Member of the Volkskammer
- In office 1986–1990

Personal details
- Born: 1 January 1931 Bautzen, Weimar Republic
- Died: 28 December 2019 Bautzen, Germany
- Political party: The Left (2007–2019) Party of Democratic Socialism (Germany) (1990–2007) SED (1949–1989)
- Occupation: Politician
- Awards: Ćišinski Prize

= Jurij Grós =

Sorbian communist politician (1931–2019)

Jurij Grós (1 January 1931 - 28 December 2019) was an ethnic Sorbian communist politician who held office before and after German reunification.

==Biography==
Grós was born in Bautzen in 1931 and educated at the Sorbian Teacher Training Institute in Radibor. He joined the Socialist Unity Party of Germany (SED) in 1949 and worked as a teacher until 1953. He joined the district leadership of the Free German Youth (FDJ) and in 1955 became a member of the Federal Executive Board of Domowina, the state-sponsored association for the Sorbian minority.

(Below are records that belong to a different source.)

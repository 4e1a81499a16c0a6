//! Dispatcher configuration, construction and the run loop.

use super::cancel::CancellationToken;
use super::worker::Completion;
use crate::core::registry::HandlerRegistry;
use crate::core::store::{Event, EventStore};
use crate::error::ConfigError;
use crate::monitor::{null_sender, DispatchNotice, DispatchSummary, MonitorSender};
use crossbeam_channel::bounded;
use std::sync::atomic::{AtomicUsize, Ordering};
use std::sync::Arc;
use std::thread::{self, ScopedJoinHandle};
use std::time::{Duration, Instant};

/// Configuration for the dispatcher
#[derive(Debug, Clone, PartialEq, Eq)]
pub struct DispatcherConfig {
    /// Time between claim attempts
    pub poll_interval: Duration,
    /// Number of worker threads
    pub workers: usize,
    /// Maximum events claimed per poll
    pub batch_size: usize,
    /// Capacity of the poller -> workers queue
    pub job_queue_capacity: usize,
    /// Capacity of the workers -> writer queue
    pub result_queue_capacity: usize,
    /// Extra attempts for a failed terminal write
    pub write_retries: u32,
    /// Delay before the first write retry, doubled each attempt
    pub write_retry_backoff: Duration,
}

impl Default for DispatcherConfig {
    fn default() -> Self {
        Self {
            poll_interval: Duration::from_secs(1),
            workers: 4,
            batch_size: 10,
            job_queue_capacity: 100,
            result_queue_capacity: 100,
            write_retries: 3,
            write_retry_backoff: Duration::from_millis(50),
        }
    }
}

impl DispatcherConfig {
    /// Reject values the run loop cannot work with
    pub fn validate(&self) -> Result<(), ConfigError> {
        if self.workers == 0 {
            return Err(ConfigError::NoWorkers);
        }
        if self.batch_size == 0 {
            return Err(ConfigError::ZeroBatchSize);
        }
        if self.poll_interval.is_zero() {
            return Err(ConfigError::ZeroPollInterval);
        }
        if self.job_queue_capacity == 0 {
            return Err(ConfigError::ZeroCapacity { queue: "Job" });
        }
        if self.result_queue_capacity == 0 {
            return Err(ConfigError::ZeroCapacity { queue: "Result" });
        }
        Ok(())
    }
}

/// Builder for dispatcher configuration
pub struct DispatcherBuilder {
    config: DispatcherConfig,
    store: Arc<dyn EventStore>,
    registry: HandlerRegistry,
    monitor: Option<MonitorSender>,
}

impl DispatcherBuilder {
    fn new(store: Arc<dyn EventStore>, registry: HandlerRegistry) -> Self {
        Self {
            config: DispatcherConfig::default(),
            store,
            registry,
            monitor: None,
        }
    }

    /// Replace the whole configuration
    pub fn config(mut self, config: DispatcherConfig) -> Self {
        self.config = config;
        self
    }

    /// Set the poll interval
    pub fn poll_interval(mut self, interval: Duration) -> Self {
        self.config.poll_interval = interval;
        self
    }

    /// Set the number of workers
    pub fn workers(mut self, workers: usize) -> Self {
        self.config.workers = workers;
        self
    }

    /// Set the claim batch size
    pub fn batch_size(mut self, batch_size: usize) -> Self {
        self.config.batch_size = batch_size;
        self
    }

    /// Set the job queue capacity
    pub fn job_queue_capacity(mut self, capacity: usize) -> Self {
        self.config.job_queue_capacity = capacity;
        self
    }

    /// Set the result queue capacity
    pub fn result_queue_capacity(mut self, capacity: usize) -> Self {
        self.config.result_queue_capacity = capacity;
        self
    }

    /// Set write-back retry count and initial backoff
    pub fn write_retries(mut self, retries: u32, backoff: Duration) -> Self {
        self.config.write_retries = retries;
        self.config.write_retry_backoff = backoff;
        self
    }

    /// Send progress notices to `sender`
    pub fn monitor(mut self, sender: MonitorSender) -> Self {
        self.monitor = Some(sender);
        self
    }

    /// Build the dispatcher
    pub fn build(self) -> Result<Dispatcher, ConfigError> {
        self.config.validate()?;

        Ok(Dispatcher {
            config: self.config,
            store: self.store,
            registry: Arc::new(self.registry),
            monitor: self.monitor.unwrap_or_else(null_sender),
        })
    }
}

/// Counters shared by the dispatcher threads during one run
#[derive(Default)]
pub(super) struct RunStats {
    pub claimed: AtomicUsize,
    pub done: AtomicUsize,
    pub failed: AtomicUsize,
    pub claim_errors: AtomicUsize,
    pub write_failures: AtomicUsize,
}

impl RunStats {
    fn summary(&self, duration: Duration) -> DispatchSummary {
        DispatchSummary {
            claimed: self.claimed.load(Ordering::SeqCst),
            done: self.done.load(Ordering::SeqCst),
            failed: self.failed.load(Ordering::SeqCst),
            claim_errors: self.claim_errors.load(Ordering::SeqCst),
            write_failures: self.write_failures.load(Ordering::SeqCst),
            duration_ms: duration.as_millis() as u64,
        }
    }
}

/// Polls the store, fans events out to workers and writes results back
pub struct Dispatcher {
    pub(super) config: DispatcherConfig,
    pub(super) store: Arc<dyn EventStore>,
    pub(super) registry: Arc<HandlerRegistry>,
    pub(super) monitor: MonitorSender,
}

impl Dispatcher {
    /// Create a new dispatcher builder
    pub fn builder(store: Arc<dyn EventStore>, registry: HandlerRegistry) -> DispatcherBuilder {
        DispatcherBuilder::new(store, registry)
    }

    pub fn config(&self) -> &DispatcherConfig {
        &self.config
    }

    pub fn registry(&self) -> &HandlerRegistry {
        &self.registry
    }

    /// Run until `cancel` fires, then drain and return
    ///
    /// Shutdown order:
    /// 1. the poller stops claiming and drops the only job sender
    /// 2. workers finish every queued job, then exit
    /// 3. the last worker to exit drops the last result sender
    /// 4. the writer stores every queued result, then exits
    ///
    /// Every event claimed before cancellation gets a terminal write
    /// attempt before this returns.
    pub fn run(&self, cancel: &CancellationToken) -> DispatchSummary {
        let start_time = Instant::now();
        let stats = RunStats::default();

        let (job_tx, job_rx) = bounded::<Event>(self.config.job_queue_capacity);
        let (result_tx, result_rx) = bounded::<Completion>(self.config.result_queue_capacity);

        tracing::info!(
            workers = self.config.workers,
            batch_size = self.config.batch_size,
            poll_interval_ms = self.config.poll_interval.as_millis() as u64,
            handlers = self.registry.len(),
            "dispatcher starting"
        );
        self.monitor.send(DispatchNotice::Started {
            workers: self.config.workers,
        });

        thread::scope(|s| {
            let poller = s.spawn(|| self.poll_loop(job_tx, cancel, &stats));

            let workers: Vec<_> = (0..self.config.workers)
                .map(|index| {
                    let jobs = job_rx.clone();
                    let results = result_tx.clone();
                    s.spawn(move || self.worker_loop(index, jobs, results, cancel))
                })
                .collect();

            // Only the worker threads may hold these from here on
            drop(job_rx);
            drop(result_tx);

            let writer = s.spawn(|| self.writer_loop(result_rx, &stats));

            join(poller, "poller");
            tracing::info!("dispatcher draining");
            self.monitor.send(DispatchNotice::Draining);

            for worker in workers {
                join(worker, "worker");
            }

            join(writer, "writer");
        });

        let summary = stats.summary(start_time.elapsed());
        tracing::info!(
            claimed = summary.claimed,
            done = summary.done,
            failed = summary.failed,
            write_failures = summary.write_failures,
            "dispatcher stopped"
        );
        self.monitor.send(DispatchNotice::Stopped {
            summary: summary.clone(),
        });

        summary
    }
}

fn join(handle: ScopedJoinHandle<'_, ()>, role: &str) {
    if handle.join().is_err() {
        tracing::error!(role, "dispatcher thread panicked");
    }
}
//! The writer: stores the terminal state of each processed event.

use super::executor::{Dispatcher, RunStats};
use super::worker::Completion;
use crate::error::StoreError;
use crate::monitor::{DispatchNotice, Outcome};
use crossbeam_channel::Receiver;
use std::sync::atomic::Ordering;
use std::thread;
use uuid::Uuid;

impl Dispatcher {
    /// Write back results until the result queue is closed and empty
    pub(super) fn writer_loop(&self, results: Receiver<Completion>, stats: &RunStats) {
        for completion in results.iter() {
            let outcome = match &completion.result {
                Ok(()) => Outcome::Done,
                Err(error) => Outcome::Failed {
                    error: error.to_string(),
                },
            };

            match self.write_back(completion.event_id, &outcome) {
                Ok(()) => {
                    let counter = match outcome {
                        Outcome::Done => &stats.done,
                        Outcome::Failed { .. } => &stats.failed,
                    };
                    counter.fetch_add(1, Ordering::SeqCst);

                    self.monitor.send(DispatchNotice::Completed {
                        event_id: completion.event_id,
                        name: completion.name,
                        outcome,
                    });
                }
                Err(error) => {
                    tracing::error!(
                        event_id = %completion.event_id,
                        %error,
                        "write-back failed, event left processing"
                    );
                    stats.write_failures.fetch_add(1, Ordering::SeqCst);
                    self.monitor.send(DispatchNotice::WriteBackFailed {
                        event_id: completion.event_id,
                        message: error.to_string(),
                    });
                }
            }
        }

        tracing::debug!("writer stopped");
    }

    /// Store `outcome`, retrying transient failures with doubling backoff
    fn write_back(&self, id: Uuid, outcome: &Outcome) -> Result<(), StoreError> {
        let mut delay = self.config.write_retry_backoff;
        let mut attempt = 0;

        loop {
            let result = match outcome {
                Outcome::Done => self.store.mark_done(id),
                Outcome::Failed { error } => self.store.mark_failed(id, error),
            };

            match result {
                Ok(()) => return Ok(()),
                // Retrying cannot fix a missing row or a bad transition
                Err(error @ (StoreError::NotFound { .. } | StoreError::InvalidTransition { .. })) => {
                    return Err(error)
                }
                Err(error) if attempt < self.config.write_retries => {
                    attempt += 1;
                    tracing::warn!(event_id = %id, %error, attempt, "write-back failed, retrying");
                    thread::sleep(delay);
                    delay = delay.saturating_mul(2);
                }
                Err(error) => return Err(error),
            }
        }
    }
}
//! Helpers shared by the integration tests.

#![allow(dead_code)]

use event_dispatcher::core::store::{Event, EventStatus, EventStore, InMemoryEventStore, StoreStats};
use event_dispatcher::error::StoreError;
use std::sync::atomic::{AtomicUsize, Ordering};
use std::thread;
use std::time::{Duration, Instant};
use uuid::Uuid;

/// Poll `condition` every few milliseconds until it holds or `timeout` passes
pub fn wait_until(timeout: Duration, mut condition: impl FnMut() -> bool) -> bool {
    let deadline = Instant::now() + timeout;
    while Instant::now() < deadline {
        if condition() {
            return true;
        }
        thread::sleep(Duration::from_millis(5));
    }
    condition()
}

/// Status of `id`, panicking if it is missing
pub fn status_of(store: &dyn EventStore, id: Uuid) -> EventStatus {
    store.get(id).unwrap().expect("event exists").status
}

/// Take one from `counter` if it is positive
fn take_one(counter: &AtomicUsize) -> bool {
    counter
        .fetch_update(Ordering::SeqCst, Ordering::SeqCst, |n| n.checked_sub(1))
        .is_ok()
}

/// In-memory store that fails a configurable number of calls
#[derive(Default)]
pub struct FlakyStore {
    pub inner: InMemoryEventStore,
    pub claim_failures: AtomicUsize,
    pub write_failures: AtomicUsize,
}

impl FlakyStore {
    pub fn new(claim_failures: usize, write_failures: usize) -> Self {
        Self {
            inner: InMemoryEventStore::new(),
            claim_failures: AtomicUsize::new(claim_failures),
            write_failures: AtomicUsize::new(write_failures),
        }
    }

    fn unavailable() -> StoreError {
        StoreError::QueryFailed("database is locked".to_string())
    }
}

impl EventStore for FlakyStore {
    fn claim_pending(&self, limit: usize) -> Result<Vec<Event>, StoreError> {
        if take_one(&self.claim_failures) {
            return Err(Self::unavailable());
        }
        self.inner.claim_pending(limit)
    }

    fn create(&self, event: &Event) -> Result<(), StoreError> {
        self.inner.create(event)
    }

    fn mark_done(&self, id: Uuid) -> Result<(), StoreError> {
        if take_one(&self.write_failures) {
            return Err(Self::unavailable());
        }
        self.inner.mark_done(id)
    }

    fn mark_failed(&self, id: Uuid, error: &str) -> Result<(), StoreError> {
        if take_one(&self.write_failures) {
            return Err(Self::unavailable());
        }
        self.inner.mark_failed(id, error)
    }

    fn get(&self, id: Uuid) -> Result<Option<Event>, StoreError> {
        self.inner.get(id)
    }

    fn list(&self, status: Option<EventStatus>, limit: usize) -> Result<Vec<Event>, StoreError> {
        self.inner.list(status, limit)
    }

    fn stats(&self) -> Result<StoreStats, StoreError> {
        self.inner.stats()
    }

    fn requeue_failed(&self) -> Result<usize, StoreError> {
        self.inner.requeue_failed()
    }

    fn reset_processing(&self) -> Result<usize, StoreError> {
        self.inner.reset_processing()
    }
}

In 1964, he was appointed First Secretary of the Federal Executive Board, and assumed leadership of the organization upon the retirement of its long-time Chairman, Kurt Krjeńc in 1973. He was elected to the Central Council of the FDJ in 1959 and remained in office until 1971. In the 1986 East German general election, Grós was elected to the Volkskammer. In the wake of the Peaceful Revolution, he resigned his position in Domowina, but was re-elected to the executive board again in 1993. From 1994 to 1998, he chaired the Bautzen District association of the PDS (the successor party of the SED) and represented the PDS (later The Left) in the Bautzen District Council.